> _WORK REQUIRED_: Scan the data below for the string "format". Show every line where it turns up.

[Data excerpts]

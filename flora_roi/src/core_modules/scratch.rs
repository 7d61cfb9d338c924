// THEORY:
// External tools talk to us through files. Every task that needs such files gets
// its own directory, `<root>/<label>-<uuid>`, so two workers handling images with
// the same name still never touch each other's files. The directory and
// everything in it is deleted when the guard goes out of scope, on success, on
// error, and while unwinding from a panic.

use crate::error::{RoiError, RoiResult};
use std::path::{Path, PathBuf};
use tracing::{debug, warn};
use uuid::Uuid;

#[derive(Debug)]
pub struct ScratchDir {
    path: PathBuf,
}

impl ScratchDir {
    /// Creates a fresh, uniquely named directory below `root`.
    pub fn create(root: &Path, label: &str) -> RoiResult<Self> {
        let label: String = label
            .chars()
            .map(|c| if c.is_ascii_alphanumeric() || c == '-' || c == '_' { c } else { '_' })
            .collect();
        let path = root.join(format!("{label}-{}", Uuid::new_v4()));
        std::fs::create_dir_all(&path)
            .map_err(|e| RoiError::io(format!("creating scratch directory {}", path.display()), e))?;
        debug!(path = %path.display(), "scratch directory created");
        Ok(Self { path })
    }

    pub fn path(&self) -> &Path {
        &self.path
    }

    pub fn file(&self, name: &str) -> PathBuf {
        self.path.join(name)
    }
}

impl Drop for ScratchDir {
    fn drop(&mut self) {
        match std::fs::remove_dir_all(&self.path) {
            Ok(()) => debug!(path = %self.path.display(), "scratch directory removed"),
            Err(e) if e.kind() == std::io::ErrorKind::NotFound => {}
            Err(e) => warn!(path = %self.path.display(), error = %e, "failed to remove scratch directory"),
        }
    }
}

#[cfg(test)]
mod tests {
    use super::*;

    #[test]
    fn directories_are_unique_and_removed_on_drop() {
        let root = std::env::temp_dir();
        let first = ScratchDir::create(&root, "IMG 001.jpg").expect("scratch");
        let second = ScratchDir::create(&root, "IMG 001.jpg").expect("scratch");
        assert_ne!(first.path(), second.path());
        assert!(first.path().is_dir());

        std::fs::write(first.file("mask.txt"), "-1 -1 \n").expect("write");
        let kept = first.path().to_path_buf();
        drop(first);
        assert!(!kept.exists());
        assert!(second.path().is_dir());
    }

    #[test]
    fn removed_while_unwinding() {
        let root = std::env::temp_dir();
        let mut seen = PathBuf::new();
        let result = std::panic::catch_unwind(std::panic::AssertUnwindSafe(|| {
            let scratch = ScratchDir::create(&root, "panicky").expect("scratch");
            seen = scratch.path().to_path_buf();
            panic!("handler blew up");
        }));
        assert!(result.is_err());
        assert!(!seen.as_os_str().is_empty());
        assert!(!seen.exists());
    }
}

> _YOUR SOLUTION_:
        let path = root.join(format!("{label}-{}", Uuid::new_v4()));
            .map_err(|e| RoiError::io(format!("creating scratch directory {}", path.display()), e))?;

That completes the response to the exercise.